RIENDS AND family of John Larson, a carpenter with the nicest temperament in the world, say that his complete lack of any pet peeves whatsoever is driving everyone to distraction.
"We've tried everything," said his wife, Linda, "but nothing gets to him. He doesn't mind car alarms that don't stop, or telemarketers, or falling on an icy sidewalk in the winter. Nothing. If I'm late, he waits patiently for me. If our daughter comes home with tattoos, he compliments her choice of colors. It really is driving me and everyone he knows completely batty."
Other pet peeves that many people share in common are simply not irritants to Mr.
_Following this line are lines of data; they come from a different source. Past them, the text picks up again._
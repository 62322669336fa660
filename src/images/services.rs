use anyhow::Context;
use axum::http::StatusCode;
use bytes::Bytes;
use tracing::{info, warn};

use crate::{
    error::{AppError, AppResult},
    petitions::{
        repo as petitions_repo,
        repo_types::{Petition, PetitionId},
    },
    policy::{authorize, Capability, Resource},
    state::AppState,
    users::{
        repo as users_repo,
        repo_types::{User, UserId},
    },
};

const PRESIGN_TTL_SECS: u64 = 10 * 60;

/// Whether a PUT created the first image or replaced an existing one.
#[derive(Debug, Clone, Copy, PartialEq, Eq)]
pub enum ImageOutcome {
    Created,
    Replaced,
}

impl ImageOutcome {
    pub fn status(self) -> StatusCode {
        match self {
            ImageOutcome::Created => StatusCode::CREATED,
            ImageOutcome::Replaced => StatusCode::OK,
        }
    }
}

/// Media type without parameters, lower-cased: `Image/PNG; x=y` is `image/png`.
fn essence(ct: &str) -> String {
    ct.split(';').next().unwrap_or_default().trim().to_ascii_lowercase()
}

fn ext_from_mime(ct: &str) -> Option<&'static str> {
    match essence(ct).as_str() {
        "image/png" => Some("png"),
        "image/jpeg" => Some("jpeg"),
        "image/jpg" => Some("jpg"),
        "image/gif" => Some("gif"),
        _ => None,
    }
}

/// Extension for an upload, or `BadRequest` when the type is not allowed or
/// the body is empty.
pub fn validate_upload(content_type: Option<&str>, body: &Bytes) -> AppResult<&'static str> {
    let ct = content_type.unwrap_or_default();
    let ext = ext_from_mime(ct)
        .ok_or_else(|| AppError::bad_request(format!("unsupported image type {ct:?}")))?;
    if body.is_empty() {
        return Err(AppError::bad_request("image body is empty"));
    }
    Ok(ext)
}

pub fn petition_key(id: PetitionId, ext: &str) -> String {
    format!("petitions/petition_{id}.{ext}")
}

pub fn user_key(id: UserId, ext: &str) -> String {
    format!("users/user_{id}.{ext}")
}

/// Write `body` under `key` and drop `previous` when it lives elsewhere.
pub async fn store(
    st: &AppState,
    previous: Option<&str>,
    key: &str,
    body: Bytes,
    content_type: &str,
) -> AppResult<ImageOutcome> {
    st.storage
        .put_object(key, body, content_type)
        .await
        .with_context(|| format!("put_object {key}"))?;

    match previous {
        None => Ok(ImageOutcome::Created),
        Some(old) => {
            if old != key {
                if let Err(e) = st.storage.delete_object(old).await {
                    warn!(error = %e, key = old, "stale image left behind");
                }
            }
            Ok(ImageOutcome::Replaced)
        }
    }
}

async fn presign(st: &AppState, key: &str) -> AppResult<String> {
    let url = st
        .storage
        .presign_get(key, PRESIGN_TTL_SECS)
        .await
        .with_context(|| format!("presign url for {key}"))?;
    Ok(url)
}

async fn petition_or_404(st: &AppState, id: PetitionId) -> AppResult<Petition> {
    petitions_repo::find(&st.db, id)
        .await?
        .ok_or_else(|| AppError::not_found(format!("no petition with id {id}")))
}

async fn user_or_404(st: &AppState, id: UserId) -> AppResult<User> {
    User::find_by_id(&st.db, id)
        .await?
        .ok_or_else(|| AppError::not_found(format!("no user with id {id}")))
}

pub async fn petition_image_url(st: &AppState, id: PetitionId) -> AppResult<String> {
    let petition = petition_or_404(st, id).await?;
    let key = petition
        .image_filename
        .ok_or_else(|| AppError::not_found(format!("petition {id} has no image")))?;
    presign(st, &key).await
}

pub async fn set_petition_image(
    st: &AppState,
    actor: UserId,
    id: PetitionId,
    content_type: Option<&str>,
    body: Bytes,
) -> AppResult<ImageOutcome> {
    let petition = petition_or_404(st, id).await?;
    authorize(actor, Resource::Petition { owner_id: petition.owner_id }, Capability::Modify)?;
    let ext = validate_upload(content_type, &body)?;

    let key = petition_key(id, ext);
    let ct = content_type.unwrap_or_default();
    let outcome = store(st, petition.image_filename.as_deref(), &key, body, ct).await?;
    petitions_repo::set_image_filename(&st.db, id, Some(&key)).await?;
    info!(petition_id = id, %key, ?outcome, "petition image stored");
    Ok(outcome)
}

pub async fn user_image_url(st: &AppState, id: UserId) -> AppResult<String> {
    let user = user_or_404(st, id).await?;
    let key = user
        .image_filename
        .ok_or_else(|| AppError::not_found(format!("user {id} has no image")))?;
    presign(st, &key).await
}

pub async fn set_user_image(
    st: &AppState,
    actor: UserId,
    id: UserId,
    content_type: Option<&str>,
    body: Bytes,
) -> AppResult<ImageOutcome> {
    let user = user_or_404(st, id).await?;
    authorize(actor, Resource::User { id }, Capability::Modify)?;
    let ext = validate_upload(content_type, &body)?;

    let key = user_key(id, ext);
    let ct = content_type.unwrap_or_default();
    let outcome = store(st, user.image_filename.as_deref(), &key, body, ct).await?;
    users_repo::set_image_filename(&st.db, id, Some(&key)).await?;
    info!(user_id = id, %key, ?outcome, "user image stored");
    Ok(outcome)
}

pub async fn delete_user_image(st: &AppState, actor: UserId, id: UserId) -> AppResult<()> {
    let user = user_or_404(st, id).await?;
    authorize(actor, Resource::User { id }, Capability::Modify)?;
    let key = user
        .image_filename
        .ok_or_else(|| AppError::not_found(format!("user {id} has no image")))?;

    users_repo::set_image_filename(&st.db, id, None).await?;
    st.storage
        .delete_object(&key)
        .await
        .with_context(|| format!("delete_object {key}"))?;
    info!(user_id = id, %key, "user image removed");
    Ok(())
}

#[cfg(test)]
mod tests {
    use std::sync::Arc;

    use super::*;
    use crate::storage::memory::MemoryStorage;

    fn state_with(mem: &Arc<MemoryStorage>) -> AppState {
        AppState {
            storage: mem.clone(),
            ..AppState::fake()
        }
    }

    #[test]
    fn only_allow_listed_types_pass() {
        let body = Bytes::from_static(b"\x89PNG");
        assert_eq!(validate_upload(Some("image/png"), &body).unwrap(), "png");
        assert_eq!(validate_upload(Some("image/jpeg"), &body).unwrap(), "jpeg");
        assert_eq!(validate_upload(Some("image/jpg"), &body).unwrap(), "jpg");
        assert_eq!(validate_upload(Some("image/gif"), &body).unwrap(), "gif");
        for ct in [Some("image/webp"), Some("text/plain"), None] {
            assert!(matches!(validate_upload(ct, &body), Err(AppError::BadRequest(_))));
        }
    }

    #[test]
    fn type_parameters_and_case_are_ignored() {
        let body = Bytes::from_static(b"GIF89a");
        assert_eq!(validate_upload(Some("image/png; charset=binary"), &body).unwrap(), "png");
        assert_eq!(validate_upload(Some("Image/PNG"), &body).unwrap(), "png");
        assert_eq!(validate_upload(Some(" IMAGE/GIF ;q=1"), &body).unwrap(), "gif");
        assert!(matches!(
            validate_upload(Some("image/svg+xml; charset=utf-8"), &body),
            Err(AppError::BadRequest(_))
        ));
    }

    #[test]
    fn empty_body_is_rejected() {
        assert!(matches!(
            validate_upload(Some("image/png"), &Bytes::new()),
            Err(AppError::BadRequest(_))
        ));
    }

    #[test]
    fn keys_derive_from_owner_id() {
        assert_eq!(petition_key(7, "png"), "petitions/petition_7.png");
        assert_eq!(user_key(3, "gif"), "users/user_3.gif");
    }

    #[tokio::test]
    async fn first_store_creates() {
        let mem = Arc::new(MemoryStorage::default());
        let st = state_with(&mem);
        let key = petition_key(1, "png");
        let outcome = store(&st, None, &key, Bytes::from_static(b"img"), "image/png")
            .await
            .unwrap();
        assert_eq!(outcome, ImageOutcome::Created);
        assert_eq!(outcome.status(), StatusCode::CREATED);
        assert!(mem.contains(&key));
        assert!(presign(&st, &key).await.unwrap().ends_with(&key));
    }

    #[tokio::test]
    async fn replacing_with_new_extension_drops_old_object() {
        let mem = Arc::new(MemoryStorage::default());
        let st = state_with(&mem);
        let old = user_key(2, "png");
        let new = user_key(2, "gif");
        store(&st, None, &old, Bytes::from_static(b"a"), "image/png").await.unwrap();

        let outcome = store(&st, Some(&old), &new, Bytes::from_static(b"b"), "image/gif")
            .await
            .unwrap();
        assert_eq!(outcome, ImageOutcome::Replaced);
        assert_eq!(outcome.status(), StatusCode::OK);
        assert!(mem.contains(&new));
        assert!(!mem.contains(&old));
    }

    #[tokio::test]
    async fn replacing_under_same_key_keeps_object() {
        let mem = Arc::new(MemoryStorage::default());
        let st = state_with(&mem);
        let key = user_key(2, "png");
        store(&st, None, &key, Bytes::from_static(b"a"), "image/png").await.unwrap();
        store(&st, Some(&key), &key, Bytes::from_static(b"b"), "image/png").await.unwrap();
        assert!(mem.contains(&key));
    }
}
Larson. For example, neurotic whistling or teeth sucking, known to incite fantasies of violence in millions, are just "pleasant background noises." Fingernails dragged along a chalkboard, perhaps the single most-cited pet peeve of the last 150 years, sound, Mr. Larson says, "like the sparrows in the bushes outside our kitchen window, maybe on a very busy day."
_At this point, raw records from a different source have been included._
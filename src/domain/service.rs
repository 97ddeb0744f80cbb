// src/domain/service.rs
use std::sync::Arc;

use log::{error, info, warn};

use super::core::{Errors, OfferId, UserId};
use super::offers::{
    validate_contribution, CreateOffer, NewOffer, Offer, OfferQuery, OfferRelation,
};
use super::ports::{OffersRepository, UsersService, WishesService};
use super::users::{UserQuery, UserRelation};
use super::wishes::{WishQuery, WishRelation, WishUpdate};

/// Accepts contributions toward wishes and looks up stored offers.
#[derive(Clone)]
pub struct OffersService {
    offers: Arc<dyn OffersRepository>,
    wishes: Arc<dyn WishesService>,
    users: Arc<dyn UsersService>,
}

impl OffersService {
    pub fn new(
        offers: Arc<dyn OffersRepository>,
        wishes: Arc<dyn WishesService>,
        users: Arc<dyn UsersService>,
    ) -> Self {
        OffersService { offers, wishes, users }
    }

    /// Records `contribution` from `user_id` and adds it to the wish's
    /// raised total.
    ///
    /// The raised total is written with a compare-and-set on the value read
    /// here, so a concurrent contribution to the same wish makes this call
    /// fail with `Errors::Conflict` instead of overwriting it. If the offer
    /// cannot be stored afterwards the raised total is put back.
    pub async fn create(
        &self,
        contribution: CreateOffer,
        user_id: UserId,
    ) -> Result<Offer, Errors> {
        let user = self
            .users
            .find_one(
                UserQuery::by_id(user_id)
                    .with(UserRelation::Wishes)
                    .with(UserRelation::Wishlists)
                    .with(UserRelation::Offers),
            )
            .await?;

        let wish = self
            .wishes
            .find_one(
                WishQuery::by_id(contribution.item_id)
                    .with(WishRelation::Owner)
                    .with(WishRelation::Offers),
            )
            .await?;

        let new_raised =
            validate_contribution(&user, &wish, contribution.amount).map_err(|err| {
                warn!(
                    "Rejected offer of {} from user {} to wish {}: {}",
                    contribution.amount, user.id, wish.id, err
                );
                err
            })?;

        let updated = self
            .wishes
            .update_one(wish.id, WishUpdate::raised(new_raised).if_raised(wish.raised))
            .await?;

        let new_offer = NewOffer {
            amount: contribution.amount,
            hidden: contribution.hidden,
            user: user.to_ref(),
            item: updated.to_ref(),
        };

        match self.offers.save(new_offer).await {
            Ok(offer) => {
                info!(
                    "Accepted offer {} of {} from user {} to wish {}",
                    offer.id, offer.amount, user.id, wish.id
                );
                Ok(offer)
            }
            Err(err) => {
                let restore = WishUpdate::raised(wish.raised).if_raised(new_raised);
                if let Err(restore_err) = self.wishes.update_one(wish.id, restore).await {
                    error!(
                        "Could not restore raised total of wish {} to {} after failed offer: {}",
                        wish.id, wish.raised, restore_err
                    );
                }
                Err(err)
            }
        }
    }

    pub async fn find_one(&self, query: OfferQuery) -> Result<Offer, Errors> {
        self.offers
            .find(query)
            .await?
            .into_iter()
            .next()
            .ok_or(Errors::OfferNotFound)
    }

    pub async fn find_offer_by_id(&self, id: OfferId) -> Result<Offer, Errors> {
        self.find_one(
            OfferQuery::by_id(id)
                .with(OfferRelation::User)
                .with(OfferRelation::Item),
        )
        .await
    }

    pub async fn find_all(&self) -> Result<Vec<Offer>, Errors> {
        self.offers
            .find(
                OfferQuery::all()
                    .with(OfferRelation::User)
                    .with(OfferRelation::Item),
            )
            .await
    }
}
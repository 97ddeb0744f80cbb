// src/lib.rs
pub mod config;
pub mod domain;
pub mod money;
pub mod persistence;
pub mod web;

pub use domain::*;
pub use money::*;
Likewise, waiters who don't refill water glasses are "just trying to keep me from having to get up and pee right in the middle of my dinner," and people who talk on cell phones in the movie theatre are "just too friendly to miss out on a good chat, is all. They'll get off the phone eventually."
Nor has the sanguine yet irritating carpenter developed any pet peeves particular to himself alone.
Says wife Linda, "I've tried finding something that might really get to just him. Like I took up smoking, and now I sit at the breakfast table blowing smoke on him every morning. But he just says he'll be there for me if and when I'm ready to quit, and tenderly pats my hand.
"Then I started burping loudly after every meal," continued the flustered Mrs. Larson, "but he just says 'that's a good girl, get that digestion moving.' God, I can't stand it!"
Mrs. Larson has yet to attempt bad breath and wearing tap shoes in the kitchen. Mr. Larson's friends are working on cutting t.v. transmission during his favorite sports events and doctoring photos to make it look like his wife is cheating with Eliot Spitzer.
"He'd probably say he's been neglecting me, and that he'll try to do better," Mrs. Larson sighed. "Sometimes you just can't win."